### Directions
In the listing below, start your output at the line with "runtime API surface." and end it after the line with "filename crates/runtime/src/lib.rs", copying every line exactly.

### Provided information
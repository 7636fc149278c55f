//! Simulation events.
//!
//! Everything observable that happens during a step is recorded as a
//! [`SimEvent`]. Hosts drain the log after each step to drive sound, UI and
//! network updates.

use crate::combat::ExchangeId;
use crate::state::{ActorTag, EntityId};

/// Something that happened during a step.
#[derive(Clone, Debug, PartialEq)]
#[cfg_attr(feature = "serde", derive(serde::Serialize, serde::Deserialize))]
pub enum SimEvent {
    /// A strike landed. `amount` is the mitigated damage dealt.
    Damaged {
        attacker: EntityId,
        defender: EntityId,
        amount: u32,
    },
    /// An actor was removed from the live set after dying.
    ///
    /// Quest trackers count kills from these.
    Died {
        id: EntityId,
        tag: ActorTag,
        name: String,
        killer: Option<EntityId>,
    },
    /// A breakable obstacle was destroyed and removed.
    ObstacleBroken { id: EntityId },
    /// The player collected a kill reward.
    RewardGranted {
        player: EntityId,
        victim: EntityId,
        experience: u32,
        gold: u32,
    },
    /// The player reached a new level.
    LeveledUp { player: EntityId, level: u32 },
    ExchangeStarted {
        exchange: ExchangeId,
        attacker: EntityId,
        defender: EntityId,
    },
    ExchangeFinished {
        exchange: ExchangeId,
        turns: u32,
    },
}

/// Append-only buffer of events for the current step.
#[derive(Clone, Debug, Default, PartialEq)]
pub struct EventLog {
    events: Vec<SimEvent>,
}

impl EventLog {
    pub fn new() -> Self {
        Self::default()
    }

    pub fn push(&mut self, event: SimEvent) {
        self.events.push(event);
    }

    /// Takes every recorded event, leaving the log empty.
    pub fn drain(&mut self) -> Vec<SimEvent> {
        std::mem::take(&mut self.events)
    }

    pub fn iter(&self) -> impl Iterator<Item = &SimEvent> {
        self.events.iter()
    }

    pub fn len(&self) -> usize {
        self.events.len()
    }

    pub fn is_empty(&self) -> bool {
        self.events.is_empty()
    }
}
//! Public runtime API surface.
//!
//! This module gathers the types exposed to consumers of the runtime crate so
//! other layers can stay focused on orchestration and workers.

pub mod errors;
pub mod handle;

pub use errors::{Result, RuntimeError};
pub use handle::RuntimeHandle;
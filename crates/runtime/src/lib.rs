//! Async host for the entity simulation.
//!
//! This crate runs a [`sim_core::SimEngine`] inside a background worker task
//! and exposes it through a cloneable [`RuntimeHandle`]. Consumers embed
//! [`Runtime`] to step the world, feed player input, and subscribe to the
//! events each step produces.
//!
//! Modules are organized by responsibility:
//! - [`runtime`] hosts the orchestrator and builder
//! - [`api`] exposes the types downstream clients interact with
//! - [`events`] provides the topic-based event bus
//! - [`workers`] keeps background tasks internal to the crate
pub mod api;
pub mod events;
pub mod runtime;

mod workers;

pub use api::{Result, RuntimeError, RuntimeHandle};
pub use events::{Event, EventBus, SimulationEvent, TickEvent, Topic};
pub use runtime::{Runtime, RuntimeBuilder, RuntimeConfig};
//! Event payloads for each topic.

use serde::{Deserialize, Serialize};
use sim_core::{SimEvent, StepReport};

/// A single simulation event, stamped with the step that produced it.
#[derive(Debug, Clone, PartialEq, Serialize, Deserialize)]
pub struct SimulationEvent {
    pub tick: u64,
    pub event: SimEvent,
}

/// Summary of a completed step (lightweight)
#[derive(Debug, Clone, Copy, PartialEq, Eq, Serialize, Deserialize)]
pub struct TickEvent {
    pub tick: u64,
    /// Number of simulation events the step produced.
    pub events: usize,
    /// Live actors left after dead ones were removed.
    pub actors: usize,
    /// Combat exchanges still running.
    pub exchanges: usize,
    pub player_alive: bool,
}

impl TickEvent {
    pub(crate) fn from_report(report: &StepReport, actors: usize, exchanges: usize) -> Self {
        Self {
            tick: report.tick,
            events: report.events.len(),
            actors,
            exchanges,
            player_alive: report.player_alive,
        }
    }
}
//! Common error infrastructure for sim-core.
//!
//! Simulation operations never fail: invalid requests are absorbed and
//! reported through return values (`0`, `false`, `None`). Errors only exist at
//! construction boundaries (building actors, spawning them, validating config).
//! Domain-specific errors (`ActorError`, `SpawnError`, `ConfigError`) live in
//! their respective modules and implement [`GameError`].

/// Severity level of an error, used for categorization and recovery strategies.
///
/// - **Recoverable**: Temporary conditions that may succeed later
/// - **Validation**: Invalid input that should be rejected without retry
#[derive(Clone, Copy, Debug, PartialEq, Eq, Hash)]
#[cfg_attr(feature = "serde", derive(serde::Serialize, serde::Deserialize))]
pub enum ErrorSeverity {
    /// Recoverable error - can retry later or with an alternative request.
    ///
    /// Examples: actor capacity reached
    Recoverable,

    /// Validation error - invalid input, should not retry without changes.
    ///
    /// Examples: zero-sized actor, negative turn duration
    Validation,
}

impl ErrorSeverity {
    /// Returns a human-readable description of this severity level.
    pub const fn as_str(&self) -> &'static str {
        match self {
            Self::Recoverable => "recoverable",
            Self::Validation => "validation",
        }
    }
}

/// Common trait for all sim-core errors.
///
/// # Implementation Guidelines
///
/// - Use `#[derive(thiserror::Error)]` for Display/Error impl
/// - Classify severity based on recoverability, not impact
pub trait GameError: core::fmt::Display + core::fmt::Debug {
    /// Returns the severity level of this error.
    fn severity(&self) -> ErrorSeverity;

    /// Returns a static string identifier for this error variant.
    ///
    /// Default implementation uses the error type name.
    fn error_code(&self) -> &'static str {
        core::any::type_name::<Self>()
    }
}
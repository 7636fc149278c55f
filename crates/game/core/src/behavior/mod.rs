//! Per-kind decision logic run once per step for every non-player actor.
//!
//! Controllers receive the whole live set through a [`TickContext`] and act
//! on it in place. Actors updated earlier in a step are seen at their new
//! positions by actors updated later.

pub mod monster;
pub mod npc;

use crate::combat::CombatResolver;
use crate::config::SimConfig;
use crate::events::EventLog;
use crate::rng::SimRng;
use crate::state::{ActorTag, Entities, EntityId};

/// Everything a controller may read or touch during one step.
pub struct TickContext<'a> {
    pub entities: &'a mut Entities,
    pub combat: &'a mut CombatResolver,
    pub rng: &'a mut dyn SimRng,
    pub config: &'a SimConfig,
    pub events: &'a mut EventLog,
}

/// Runs the controller matching the actor's kind.
///
/// Players are driven by input and obstacles never act, so both are skipped.
/// Dead or missing actors are ignored.
pub fn update_actor(ctx: &mut TickContext<'_>, id: EntityId, dt: f32) {
    let Some(actor) = ctx.entities.get(id) else {
        return;
    };
    if !actor.is_alive() {
        return;
    }
    match actor.tag() {
        ActorTag::Monster => monster::update(ctx, id, dt),
        ActorTag::Npc => npc::update(ctx, id, dt),
        ActorTag::Player | ActorTag::Obstacle => {}
    }
}
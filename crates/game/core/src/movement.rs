//! Axis-separated, collision-aware movement.
//!
//! The horizontal and vertical components of a step are resolved one after
//! the other, each against the live set. An actor blocked on one axis keeps
//! sliding along the other.

use crate::state::{Bounds, Entities, EntityId, Facing, Position};

/// Moves an actor one step in direction `(dx, dy)`.
///
/// The direction is normalized and scaled by the actor's movement speed. The
/// X component is tried first against every other live actor, then the Y
/// component from wherever X ended up. Facing follows the requested
/// direction even when both axes are blocked.
///
/// Returns whether the actor changed position. A missing or dead actor, a
/// non-finite direction, or a step blocked on both axes yields false. A zero
/// direction only clears the moving flag and returns true.
pub fn move_actor(entities: &mut Entities, id: EntityId, dx: f32, dy: f32) -> bool {
    let Some(actor) = entities.get_mut(id) else {
        return false;
    };
    if !actor.is_alive() {
        return false;
    }
    if dx == 0.0 && dy == 0.0 {
        actor.set_moving(false);
        return true;
    }
    let length = (dx * dx + dy * dy).sqrt();
    if !length.is_finite() || length == 0.0 {
        return false;
    }

    let (ux, uy) = (dx / length, dy / length);
    let speed = actor.movement_speed();
    let start = actor.position();
    let (width, height) = actor.size();
    actor.set_facing(Facing::from_direction(dx, dy));

    let mut next = start;
    if ux != 0.0 {
        let candidate = Position::new(start.x + ux * speed, start.y);
        if !entities.collides(id, &Bounds::at(candidate, width, height)) {
            next.x = candidate.x;
        }
    }
    if uy != 0.0 {
        let candidate = Position::new(next.x, start.y + uy * speed);
        if !entities.collides(id, &Bounds::at(candidate, width, height)) {
            next.y = candidate.y;
        }
    }

    let Some(actor) = entities.get_mut(id) else {
        return false;
    };
    let moved = next != start;
    actor.set_moving(moved);
    actor.set_position(next);
    moved
}
//! Simulation worker - owns the engine and processes commands.

use std::time::Duration;

use tokio::sync::{mpsc, oneshot};
use tokio::time::{self, MissedTickBehavior};
use tracing::{debug, info};

use sim_core::{
    Actor, ActorView, Entities, EntityId, Interaction, SimEngine, SpawnError, StepReport,
    StrikeOutcome,
};

use crate::events::{Event, EventBus, SimulationEvent, TickEvent};

/// Commands that can be sent to the simulation worker
pub enum Command {
    /// Advance the world by `dt` seconds using the held player input.
    Step {
        dt: f32,
        reply: oneshot::Sender<StepReport>,
    },
    /// Replace the held player input. `None` releases it.
    SetPlayerInput {
        input: Option<(f32, f32)>,
        reply: oneshot::Sender<()>,
    },
    PlayerAttack {
        target: EntityId,
        reply: oneshot::Sender<Option<StrikeOutcome>>,
    },
    Disengage {
        a: EntityId,
        b: EntityId,
        reply: oneshot::Sender<bool>,
    },
    Interact {
        npc: EntityId,
        reply: oneshot::Sender<Option<Interaction>>,
    },
    InteractNearby {
        reply: oneshot::Sender<Option<(EntityId, Interaction)>>,
    },
    Spawn {
        actor: Box<Actor>,
        reply: oneshot::Sender<Result<EntityId, SpawnError>>,
    },
    QueryViews {
        reply: oneshot::Sender<Vec<ActorView>>,
    },
    QueryEntities {
        reply: oneshot::Sender<Entities>,
    },
    /// Stop the worker loop even if other handles are still alive.
    Shutdown,
}

/// Background task that owns the [`SimEngine`].
///
/// Steps happen either on request or, with auto-tick enabled, on a fixed
/// interval. Both paths publish the same events.
pub struct SimulationWorker {
    engine: SimEngine,
    command_rx: mpsc::Receiver<Command>,
    event_bus: EventBus,
    /// Held movement direction; zero means standing still.
    player_input: (f32, f32),
    fixed_dt: f32,
    auto_tick: bool,
}

impl SimulationWorker {
    pub fn new(
        engine: SimEngine,
        command_rx: mpsc::Receiver<Command>,
        event_bus: EventBus,
        fixed_dt: f32,
        auto_tick: bool,
    ) -> Self {
        Self {
            engine,
            command_rx,
            event_bus,
            player_input: (0.0, 0.0),
            fixed_dt,
            auto_tick,
        }
    }

    /// Main worker loop
    pub async fn run(mut self) {
        info!(
            actors = self.engine.entities().len(),
            auto_tick = self.auto_tick,
            "simulation worker started"
        );

        let mut ticker = time::interval(Duration::from_secs_f32(self.fixed_dt));
        ticker.set_missed_tick_behavior(MissedTickBehavior::Delay);

        loop {
            tokio::select! {
                command = self.command_rx.recv() => match command {
                    Some(Command::Shutdown) | None => break,
                    Some(command) => self.handle_command(command),
                },
                _ = ticker.tick(), if self.auto_tick => {
                    self.advance(self.fixed_dt);
                }
            }
        }

        info!(tick = self.engine.tick(), "simulation worker stopped");
    }

    fn handle_command(&mut self, command: Command) {
        match command {
            Command::Step { dt, reply } => {
                let report = self.advance(dt);
                if reply.send(report).is_err() {
                    debug!("Step reply channel closed (caller dropped)");
                }
            }
            Command::SetPlayerInput { input, reply } => {
                self.player_input = input.unwrap_or((0.0, 0.0));
                let _ = reply.send(());
            }
            Command::PlayerAttack { target, reply } => {
                let outcome = self.engine.player_attack(target);
                if reply.send(outcome).is_err() {
                    debug!("PlayerAttack reply channel closed (caller dropped)");
                }
            }
            Command::Disengage { a, b, reply } => {
                let _ = reply.send(self.engine.disengage(a, b));
            }
            Command::Interact { npc, reply } => {
                let _ = reply.send(self.engine.interact(npc));
            }
            Command::InteractNearby { reply } => {
                let _ = reply.send(self.engine.interact_nearby());
            }
            Command::Spawn { actor, reply } => {
                let result = self.engine.spawn(*actor);
                if reply.send(result).is_err() {
                    debug!("Spawn reply channel closed (caller dropped)");
                }
            }
            Command::QueryViews { reply } => {
                let _ = reply.send(self.engine.views());
            }
            Command::QueryEntities { reply } => {
                let _ = reply.send(self.engine.entities().clone());
            }
            // Intercepted by the run loop.
            Command::Shutdown => {}
        }
    }

    /// Steps the engine once and publishes what happened.
    fn advance(&mut self, dt: f32) -> StepReport {
        let report = self.engine.step(dt, Some(self.player_input));

        for event in &report.events {
            self.event_bus.publish(Event::Simulation(SimulationEvent {
                tick: report.tick,
                event: event.clone(),
            }));
        }
        self.event_bus.publish(Event::Tick(TickEvent::from_report(
            &report,
            self.engine.entities().len(),
            self.engine.combat().len(),
        )));

        if !report.player_alive && self.player_input != (0.0, 0.0) {
            debug!(tick = report.tick, "released input of a dead player");
            self.player_input = (0.0, 0.0);
        }
        report
    }
}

### Written reply
//! Public runtime API surface.
//!
//! This module gathers the types exposed to consumers of the runtime crate so
//! other layers can stay focused on orchestration and workers.

pub mod errors;
pub mod handle;

pub use errors::{Result, RuntimeError};
pub use handle::RuntimeHandle;
filename crates/runtime/src/lib.rs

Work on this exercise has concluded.